To the Indian Manner Born: How English Tells its Stories
DOI:
https://doi.org/10.24197/her.20.2018.87-104Keywords:
translation, English bhāsha [language], R.K. Narayan's, Raja Rao's The Cat and Shakespeare: A Tale of Modern India, Krishna Baldev Vaid'sAbstract
Writing from outside the Anglo-American world is appreciated largely for the social life of English in worlds elsewhere, the linguistic oddities of its non-native cast of characters that spot poor translations. While English is easily granted inordinate powers of cultural assimilation, the languages of erstwhile colonies, the bhashas of India for example, from which this ‘translation’ presumably takes place, are seen to be rather weak and ill-equipped to meet the challenging demands of western narrative gambits. This essay offers three concrete examples of English fiction where its Indian writers afford us glimpses of a phenomenon critics have barely begun to notice.
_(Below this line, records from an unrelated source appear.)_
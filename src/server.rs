// Copyright (c) 2025 Erick Bourgeois, firestoned
// SPDX-License-Identifier: MIT

//! The scheduler: drives discoverers on timers, fans their zone updates
//! into a single aggregator, and dispatches per-zone reconciles.
//!
//! One task per discoverer runs a ticker and sends `(index, Zone)` updates
//! over an mpsc channel. The aggregator is the sole consumer: it replaces
//! the discoverer's slot in the latest-zone buffer, concatenates all
//! current zones, partitions the result by the provisioned zone names, and
//! reconciles each fragment in turn. Reconciles on the same zone can never
//! overlap because the aggregator is single-threaded.
//!
//! Cancelling the token passed to [`Server::run`] interrupts ticker waits,
//! in-flight pulls and the aggregator loop promptly. In oneshot mode every
//! discoverer runs exactly one pull, the aggregator drains the channel,
//! and `run` returns.

use std::collections::HashMap;
use std::sync::Arc;
use std::time::Duration;

use anyhow::{Context as _, Result};
use axum::extract::State;
use axum::routing::get;
use axum::Router;
use tokio::sync::mpsc;
use tokio::task::JoinHandle;
use tokio::time::MissedTickBehavior;
use tokio_util::sync::CancellationToken;
use tracing::{debug, error, info, warn};

use crate::discoverer::Discoverer;
use crate::metrics::{Metrics, STATUS_FAILED, STATUS_SUCCESS};
use crate::provisioner::Provisioner;
use crate::reconcile::reconcile_zone;
use crate::zone::Zone;

/// The scheduler for a set of discoverers and provisioners.
pub struct Server {
    discoverers: Vec<Arc<Discoverer>>,
    provisioners: HashMap<String, Box<dyn Provisioner>>,
    zones: Vec<String>,
    metrics: Arc<Metrics>,
    poll_interval: Duration,
    oneshot: bool,
}

impl Server {
    pub fn new(
        discoverers: Vec<Discoverer>,
        provisioners: HashMap<String, Box<dyn Provisioner>>,
        metrics: Arc<Metrics>,
        poll_interval: Duration,
        oneshot: bool,
    ) -> Self {
        let zones = provisioners.keys().cloned().collect();
        Server {
            discoverers: discoverers.into_iter().map(Arc::new).collect(),
            provisioners,
            zones,
            metrics,
            poll_interval,
            oneshot,
        }
    }

    /// Run the scheduler until the token is cancelled, or until one full
    /// cycle has completed in oneshot mode.
    pub async fn run(self, shutdown: CancellationToken) -> Result<()> {
        info!(
            discoverers = self.discoverers.len(),
            zones = ?self.zones,
            poll_interval = ?self.poll_interval,
            oneshot = self.oneshot,
            "starting scheduler"
        );
        self.metrics
            .active_discoverers
            .set(self.discoverers.len() as i64);

        let (tx, mut rx) = mpsc::channel::<(usize, Zone)>(self.discoverers.len().max(1));

        let mut loops = Vec::new();
        for (index, discoverer) in self.discoverers.iter().enumerate() {
            loops.push(tokio::spawn(discover_loop(
                index,
                discoverer.clone(),
                tx.clone(),
                self.metrics.clone(),
                shutdown.clone(),
                self.poll_interval,
                self.oneshot,
            )));
        }
        // The aggregator's receiver closes once every discoverer loop has
        // dropped its sender; that is the oneshot exit condition.
        drop(tx);

        let mut dzones: Vec<Option<Zone>> = vec![None; self.discoverers.len()];
        loop {
            tokio::select! {
                _ = shutdown.cancelled() => {
                    info!("scheduler shutting down");
                    break;
                }
                update = rx.recv() => match update {
                    Some((index, zone)) => self.handle_update(&mut dzones, index, zone).await,
                    None => {
                        debug!("all discoverer loops finished");
                        break;
                    }
                }
            }
        }

        // Release the channel before joining so no loop stays blocked on a
        // full send.
        drop(rx);
        for handle in loops {
            handle.await.context("discoverer loop panicked")?;
        }
        Ok(())
    }

    /// Process one discoverer update: replace its slot, rebuild the full
    /// desired zone, and reconcile every provisioned zone it touches.
    async fn handle_update(&self, dzones: &mut [Option<Zone>], index: usize, zone: Zone) {
        debug!(
            discoverer = self.discoverers[index].name(),
            records = zone.len(),
            "received zone update"
        );
        dzones[index] = Some(zone);

        let mut full = Zone::new();
        for zone in dzones.iter().flatten() {
            full.extend(zone.clone());
        }

        for (zone_name, fragment) in full.partition(&self.zones) {
            let Some(prov) = self.provisioners.get(&zone_name) else {
                // Partition only emits the domains we passed in.
                continue;
            };

            let timer = self
                .metrics
                .reconcile_time
                .with_label_values(&[&zone_name])
                .start_timer();
            let result = reconcile_zone(prov.as_ref(), &fragment).await;
            timer.observe_duration();

            match result {
                Ok(outcome) => {
                    self.metrics
                        .reconcile_runs
                        .with_label_values(&[STATUS_SUCCESS])
                        .inc();
                    self.metrics
                        .discovered_serial
                        .with_label_values(&[&zone_name])
                        .set(i64::from(outcome.old_serial));
                    self.metrics
                        .provisioned_serial
                        .with_label_values(&[&zone_name])
                        .set(i64::from(outcome.new_serial));
                    if outcome.changed {
                        info!(
                            zone = %zone_name,
                            old_serial = outcome.old_serial,
                            new_serial = outcome.new_serial,
                            "zone updated"
                        );
                    } else {
                        debug!(zone = %zone_name, "zone already up to date");
                    }
                }
                Err(e) => {
                    warn!(zone = %zone_name, error = format!("{e:#}"), "reconcile failed");
                    self.metrics
                        .reconcile_runs
                        .with_label_values(&[STATUS_FAILED])
                        .inc();
                }
            }
        }
    }
}

/// One discoverer's poll loop.
async fn discover_loop(
    index: usize,
    discoverer: Arc<Discoverer>,
    tx: mpsc::Sender<(usize, Zone)>,
    metrics: Arc<Metrics>,
    shutdown: CancellationToken,
    poll_interval: Duration,
    oneshot: bool,
) {
    let mut ticker = tokio::time::interval(poll_interval);
    ticker.set_missed_tick_behavior(MissedTickBehavior::Delay);

    loop {
        tokio::select! {
            _ = shutdown.cancelled() => return,
            _ = ticker.tick() => {}
        }

        let result = tokio::select! {
            _ = shutdown.cancelled() => return,
            result = discoverer.discover() => result,
        };

        match result {
            Ok(zone) => {
                metrics
                    .discoverer_runs
                    .with_label_values(&[STATUS_SUCCESS])
                    .inc();
                tokio::select! {
                    _ = shutdown.cancelled() => return,
                    sent = tx.send((index, zone)) => {
                        if sent.is_err() {
                            return;
                        }
                    }
                }
            }
            Err(e) => {
                warn!(
                    discoverer = discoverer.name(),
                    error = format!("{e:#}"),
                    "discovery failed"
                );
                metrics
                    .discoverer_runs
                    .with_label_values(&[STATUS_FAILED])
                    .inc();
            }
        }

        if oneshot {
            return;
        }
    }
}

/// Serve `GET /` (liveness) and `GET /metrics` (Prometheus exposition) on
/// the given address until the token is cancelled.
pub async fn serve_metrics(
    addr: &str,
    metrics: Arc<Metrics>,
    shutdown: CancellationToken,
) -> Result<JoinHandle<()>> {
    async fn root_handler() -> &'static str {
        "OK"
    }

    async fn metrics_handler(State(metrics): State<Arc<Metrics>>) -> String {
        match metrics.gather() {
            Ok(text) => text,
            Err(e) => {
                error!(error = %e, "failed to gather metrics");
                String::from("# error gathering metrics\n")
            }
        }
    }

    let app = Router::new()
        .route("/", get(root_handler))
        .route("/metrics", get(metrics_handler))
        .with_state(metrics);

    let listener = tokio::net::TcpListener::bind(addr)
        .await
        .with_context(|| format!("binding metrics server to {addr}"))?;
    info!(addr = %addr, "metrics server listening");

    Ok(tokio::spawn(async move {
        let result = axum::serve(listener, app)
            .with_graceful_shutdown(async move { shutdown.cancelled().await })
            .await;
        if let Err(e) = result {
            error!(error = %e, "metrics server error");
        }
    }))
}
The passages examined here show how the bhashas sound differently when cast in English, or how English begins to breathe an unmistakable Indian ethos and idiom. When the Indian bhashas and English so happen together, there is no discrete language from which or into which translation occurs. It is evident that the writers here are no ‘Indianizers’ of a language whose fortunes now are global in reach and affect. For readers in India, English is still a bhasha-in-the-making, which is neither set in a ‘colonial’ far away and long ago, nor yet within current precincts of some ‘postcolonial’ felicity. If the efforts of these writers at resisting translation win, it is because they have asserted their right to imagine a language as a form of global life toward which English has taken them.